La besó de nuevo en los cabellos y le susurró en el oído antes de partir: «Por la memoria de mi padre, lo más santo que tengo, te juro que a ti nadie te hará nunca daño, amorcito».

En los pocos minutos que pasaron desde que salió a hablar con los churres que hacían bailar trompos, había oscurecido. Las rancias luces de los alrededores iluminaban apenas las veredas llenas de huecos y baches. Oyó ladridos y una música obsesiva, como si alguien afinara una guitarra. La misma nota, una y otra vez. Aunque tropezando, caminaba de prisa. Atravesó casi corriendo el angosto Puente Colgante, ahora peatonal, y recordó que, de churre, esos brillos nocturnos que espejeaban en las aguas del río Piura le daban miedo, le hacían pensar en todo un mundo de diablos y fantasmas en el fondo de las aguas. No contestó el saludo de una pareja que venía en dirección contraria. Le tomó casi media hora llegar a la comisaría de la avenida Sánchez Cerro. Sudaba y la agitación apenas le permitía hablar.

—No son horas de atención al público —le dijo el guardia jovencito de la entrada—. A menos que se trate de algo muy urgente, señor.

—Es urgente, urgentisísimo —se atropelló Felícito—. ¿Puedo hablar con el sargento Lituma?

—¿A quién anuncio?

—Felícito Yanaqué, de Transportes Narihualá. Estuve aquí hace unos días, para sentar una denuncia. Dígale que ha pasado algo muy grave.

Tuvo que esperar un buen rato, en plena calle, oyendo el rumor de unas voces masculinas que decían lisuras en el interior del local. Vio asomar una luna menguante sobre los techos del contorno.

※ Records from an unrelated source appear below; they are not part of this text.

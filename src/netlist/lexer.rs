//! Lexer (tokenizer) for structural Verilog.

use crate::error::{GatepathError, Result};

/// A token produced by the lexer.
#[derive(Debug, Clone, PartialEq)]
pub struct Token {
    /// The kind of token
    pub kind: TokenKind,
    /// The token's text
    pub text: String,
    /// Line number (1-indexed)
    pub line: usize,
    /// Column number (1-indexed)
    pub column: usize,
}

/// Token types in the netlist subset.
#[derive(Debug, Clone, Copy, PartialEq, Eq)]
pub enum TokenKind {
    /// An identifier or keyword (escaped identifiers lose their backslash)
    Identifier,
    /// A number or sized constant such as `1'b0`
    Number,
    /// Open parenthesis '('
    OpenParen,
    /// Close parenthesis ')'
    CloseParen,
    /// Open bracket '['
    OpenBracket,
    /// Close bracket ']'
    CloseBracket,
    /// Comma ','
    Comma,
    /// Semicolon ';'
    Semicolon,
    /// Colon ':'
    Colon,
    /// Dot '.' (named port connection)
    Dot,
    /// Hash '#' (delay or parameter override)
    Hash,
    /// Equals sign '='
    Equals,
    /// End of file
    Eof,
}

/// Lexer for tokenizing netlist source.
pub struct Lexer<'a> {
    chars: std::iter::Peekable<std::str::Chars<'a>>,
    line: usize,
    column: usize,
}

impl<'a> Lexer<'a> {
    /// Create a new lexer for the given input.
    pub fn new(input: &'a str) -> Self {
        Self {
            chars: input.chars().peekable(),
            line: 1,
            column: 1,
        }
    }

    /// Get the next token.
    pub fn next_token(&mut self) -> Result<Token> {
        self.skip_whitespace_and_comments()?;

        let start_line = self.line;
        let start_column = self.column;

        let Some(&ch) = self.chars.peek() else {
            return Ok(Token {
                kind: TokenKind::Eof,
                text: String::new(),
                line: start_line,
                column: start_column,
            });
        };

        let punct = match ch {
            '(' => Some(TokenKind::OpenParen),
            ')' => Some(TokenKind::CloseParen),
            '[' => Some(TokenKind::OpenBracket),
            ']' => Some(TokenKind::CloseBracket),
            ',' => Some(TokenKind::Comma),
            ';' => Some(TokenKind::Semicolon),
            ':' => Some(TokenKind::Colon),
            '.' => Some(TokenKind::Dot),
            '#' => Some(TokenKind::Hash),
            '=' => Some(TokenKind::Equals),
            _ => None,
        };

        let (kind, text) = if let Some(kind) = punct {
            self.advance();
            (kind, ch.to_string())
        } else if ch.is_ascii_digit() || ch == '\'' {
            (TokenKind::Number, self.read_while(|c| c.is_ascii_alphanumeric() || c == '\'' || c == '_'))
        } else if ch.is_alphabetic() || ch == '_' {
            (TokenKind::Identifier, self.read_while(|c| c.is_alphanumeric() || c == '_' || c == '$'))
        } else if ch == '\\' {
            self.advance();
            let text = self.read_while(|c| !c.is_whitespace());
            if text.is_empty() {
                return Err(GatepathError::lexer(start_line, start_column, "empty escaped identifier"));
            }
            (TokenKind::Identifier, text)
        } else {
            return Err(GatepathError::lexer(
                start_line,
                start_column,
                format!("unexpected character '{}'", ch),
            ));
        };

        Ok(Token {
            kind,
            text,
            line: start_line,
            column: start_column,
        })
    }

    fn advance(&mut self) -> Option<char> {
        let ch = self.chars.next()?;
        if ch == '\n' {
            self.line += 1;
            self.column = 1;
        } else {
            self.column += 1;
        }
        Some(ch)
    }

    fn read_while(&mut self, keep: impl Fn(char) -> bool) -> String {
        let mut text = String::new();
        while let Some(&ch) = self.chars.peek() {
            if !keep(ch) {
                break;
            }
            text.push(ch);
            self.advance();
        }
        text
    }

    fn skip_whitespace_and_comments(&mut self) -> Result<()> {
        while let Some(&ch) = self.chars.peek() {
            if ch.is_whitespace() {
                self.advance();
                continue;
            }
            if ch != '/' {
                break;
            }
            let mut ahead = self.chars.clone();
            ahead.next();
            match ahead.next() {
                Some('/') => {
                    while let Some(&c) = self.chars.peek() {
                        if c == '\n' {
                            break;
                        }
                        self.advance();
                    }
                }
                Some('*') => self.skip_block_comment()?,
                _ => break,
            }
        }
        Ok(())
    }

    fn skip_block_comment(&mut self) -> Result<()> {
        let (line, column) = (self.line, self.column);
        self.advance();
        self.advance();
        let mut prev = '\0';
        while let Some(c) = self.advance() {
            if prev == '*' && c == '/' {
                return Ok(());
            }
            prev = c;
        }
        Err(GatepathError::lexer(line, column, "unterminated block comment"))
    }
}
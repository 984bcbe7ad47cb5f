use crate::error::OcrError;
use image::{DynamicImage, GrayImage};
use std::time::Instant;

use super::steps;

type StepFn = fn(DynamicImage) -> Result<DynamicImage, OcrError>;

/// Timing information for a single preprocessing step
#[derive(Debug, Clone)]
pub struct StepTiming {
    pub name: &'static str,
    pub time_ms: u64,
}

/// Result of preprocessing including timing stats
#[derive(Debug, Clone)]
pub struct PreprocessingResult {
    /// Preprocessed single-channel image
    pub image: GrayImage,
    /// Total preprocessing time in milliseconds
    pub total_time_ms: u64,
    /// Individual step timings
    pub steps: Vec<StepTiming>,
}

/// Preprocessing pipeline: deskew, grayscale, blur, brightness
pub struct Pipeline {
    steps: Vec<(&'static str, StepFn)>,
}

impl Default for Pipeline {
    fn default() -> Self {
        Self::new()
    }
}

impl Pipeline {
    pub fn new() -> Self {
        Self {
            steps: vec![
                ("deskew", steps::deskew::apply as StepFn),
                ("grayscale", steps::grayscale::apply as StepFn),
                ("blur", steps::blur::apply as StepFn),
                ("brightness", steps::brightness::apply as StepFn),
            ],
        }
    }

    /// Names of the steps, in the order they run
    pub fn step_names(&self) -> Vec<&'static str> {
        self.steps.iter().map(|(name, _)| *name).collect()
    }

    /// Process an image through every step
    pub fn process(&self, image: DynamicImage) -> Result<PreprocessingResult, OcrError> {
        if image.width() == 0 || image.height() == 0 {
            return Err(OcrError::PreprocessingError(format!(
                "Empty image ({}x{})",
                image.width(),
                image.height()
            )));
        }

        let start = Instant::now();
        let mut steps_timing = Vec::with_capacity(self.steps.len());

        let mut img = image;
        for &(name, step_fn) in &self.steps {
            img = self.run_step(name, img, &mut steps_timing, step_fn)?;
        }

        let result = PreprocessingResult {
            image: img.into_luma8(),
            total_time_ms: start.elapsed().as_millis() as u64,
            steps: steps_timing,
        };

        tracing::debug!(
            "Preprocessing finished in {}ms ({})",
            result.total_time_ms,
            result
                .steps
                .iter()
                .map(|s| format!("{}={}ms", s.name, s.time_ms))
                .collect::<Vec<_>>()
                .join(", ")
        );

        Ok(result)
    }

    fn run_step<F>(
        &self,
        name: &'static str,
        img: DynamicImage,
        timings: &mut Vec<StepTiming>,
        step_fn: F,
    ) -> Result<DynamicImage, OcrError>
    where
        F: FnOnce(DynamicImage) -> Result<DynamicImage, OcrError>,
    {
        let step_start = Instant::now();
        let result = step_fn(img)?;
        timings.push(StepTiming {
            name,
            time_ms: step_start.elapsed().as_millis() as u64,
        });
        Ok(result)
    }
}

#[cfg(test)]
mod tests {
    use super::*;
    use image::{Rgb, RgbImage};

    #[test]
    fn test_pipeline_runs_steps_in_order() {
        let pipeline = Pipeline::new();
        assert_eq!(
            pipeline.step_names(),
            vec!["deskew", "grayscale", "blur", "brightness"]
        );

        let img = RgbImage::from_pixel(40, 20, Rgb([100, 100, 100]));
        let result = pipeline.process(DynamicImage::ImageRgb8(img)).unwrap();

        let names: Vec<_> = result.steps.iter().map(|s| s.name).collect();
        assert_eq!(names, pipeline.step_names());
    }

    #[test]
    fn test_pipeline_rejects_empty_image() {
        let err = Pipeline::new()
            .process(DynamicImage::new_luma8(0, 0))
            .unwrap_err();
        assert_eq!(err.code(), "PREPROCESSING_ERROR");
    }

    #[test]
    fn test_pipeline_blank_image_brightens_uniformly() {
        // No foreground: unrotated, then blur is a no-op and brightness lifts 0 to 30
        let img = RgbImage::new(30, 30);
        let result = Pipeline::new()
            .process(DynamicImage::ImageRgb8(img))
            .unwrap();

        assert_eq!(result.image.dimensions(), (30, 30));
        assert!(result.image.pixels().all(|p| p.0[0] == 30));
    }
}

Todo su cuerpo ardía, como si se lo comiera la fiebre. Recordó las tembladeras de su padre cuando le daban las tercianas, allá en Chulucanas, y que se las curaba sudándolas, envuelto en un alto de crudos. Pero no era calentura sino cólera lo que a él lo hacía estremecerse. Por fin, el guardia jovencito e imberbe volvió y lo hizo pasar. La luz del interior del local era tan rala y triste como la de las calles de Castilla. Esta vez el guardia no lo guio hasta el minúsculo cubículo del sargento Lituma sino a una oficina más amplia. Ahí estaba el sargento con un oficial —un capitán, por los tres galones de las hombreras de su camisa—, gordo, retaco y de bigotes. Miró a Felícito sin alegría. Su boca abierta mostraba unos dientes amarillos. Por lo visto, había interrumpido una partida de damas entre los policías. El transportista iba a hablar pero el capitán lo atajó con un ademán:

—Conozco su caso, señor Yanaqué, el sargento me puso al tanto. Ya leí esa carta con arañitas que le mandaron. No se acordará, pero nos conocimos en un almuerzo del Rotary Club, en el Centro Piurano, hace algún tiempito. Había unos buenos cocteles de algarrobina, me parece.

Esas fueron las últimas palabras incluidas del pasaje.